AMA Rescue is picking up a couple of young females from a puppymill in the high desert of Southern California.
They are coming from a Korean puppymill and have been kept in a metal shed with no heat or A/C. The lady that has picked them up says their teeth are totally black and they are very scared. They are young at 3-4 yrs old, so we are happy to get them out for the rest of their lives.
They will be going to Judy's home after they are vetted. 
We have had so many rescues this past year (116), that I am just sharing a few of the special ones.
Hugs, Edie


----------



## Furbabies mom (Jul 25, 2011)

Oh gosh,two more! Look at those little sweeties! I've never even thought of puppy mills in other countries, so sad! I hope that these two find wonderful forever homes!


----------



## plenty pets 20 (Jul 8, 2006)

Sorry if I am confusing things. The people that are running the puppymill in the Southern California high desert are Korean.
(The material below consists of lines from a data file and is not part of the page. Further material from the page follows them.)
use crate::{services::auth, Config, Database};
use anyhow::Result;
use std::path::Path;

use super::UserCommand;

fn prompt_new_password(prompt: &str) -> Result<String> {
    let password = rpassword::prompt_password(prompt)?;
    let password_confirm = rpassword::prompt_password("Confirm password: ")?;
    if password != password_confirm {
        anyhow::bail!("Passwords do not match");
    }
    Ok(password)
}

pub async fn run(config_path: &Path, command: UserCommand) -> Result<()> {
    let config = Config::load(config_path)?;
    let db = Database::open(&config.database.path, config.database.pool_size)?;
    db.migrate()?;

    match command {
        UserCommand::Add {
            username,
            email,
            role,
            password,
        } => {
            let password = match password {
                Some(p) => p,
                None => prompt_new_password("Password: ")?,
            };

            let role = role.parse().map_err(|_| {
                anyhow::anyhow!("Invalid role '{}': expected admin, author or viewer", role)
            })?;
            auth::create_user(&db, &username, &email, &password, role)?;
            tracing::info!("User '{}' created", username);
        }
        UserCommand::List => {
            let users = auth::list_users(&db)?;

            println!("{:<20} {:<30} {:<8} {:<6}", "USERNAME", "EMAIL", "ROLE", "ADMIN");
            println!("{}", "-".repeat(66));
            for user in users {
                let admin = if auth::is_admin(&user, &config.auth) {
                    "yes"
                } else {
                    "no"
                };
                println!(
                    "{:<20} {:<30} {:<8} {:<6}",
                    user.username,
                    user.email,
                    user.role.to_string(),
                    admin
                );
            }
        }
        UserCommand::Remove { username } => {
            if auth::delete_user(&db, &username)? {
                tracing::info!("User '{}' removed", username);
            } else {
                tracing::warn!("User '{}' not found", username);
            }
        }
        UserCommand::Passwd { username } => {
            let password = prompt_new_password("New password: ")?;
            auth::update_password(&db, &username, &password)?;
            tracing::info!("Password updated for '{}'", username);
        }
    }

    Ok(())
}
Los Angeles seems to have a lot of BYB or puppymills that are being run by Korean's. 
Edie


----------



## Furbabies mom (Jul 25, 2011)

Oh I understand now.


----------



## maltese#1fan (Feb 20, 2012)

Oh those poor babies. I hope they find their forever homes soon.


----------



## aksm4 (Nov 28, 2011)

Adorable!!!!!!!


----------



## Snowbody (Jan 3, 2009)

So sad. Black teeth :w00t: How can they be so heartless.


----------



## Zoe's Mom88 (Apr 25, 2011)

They are so sweet looking. It just doesn't end.


----------



## Avec Bravissimo (Nov 23, 2012)

Puppy mills....**** on earth.,,,poor babies.


----------



## Zoe's Mom88 (Apr 25, 2011)

So sad....I hope Karma gets to those who put this upon these poor innocent pups. Thanks for all you do.


----------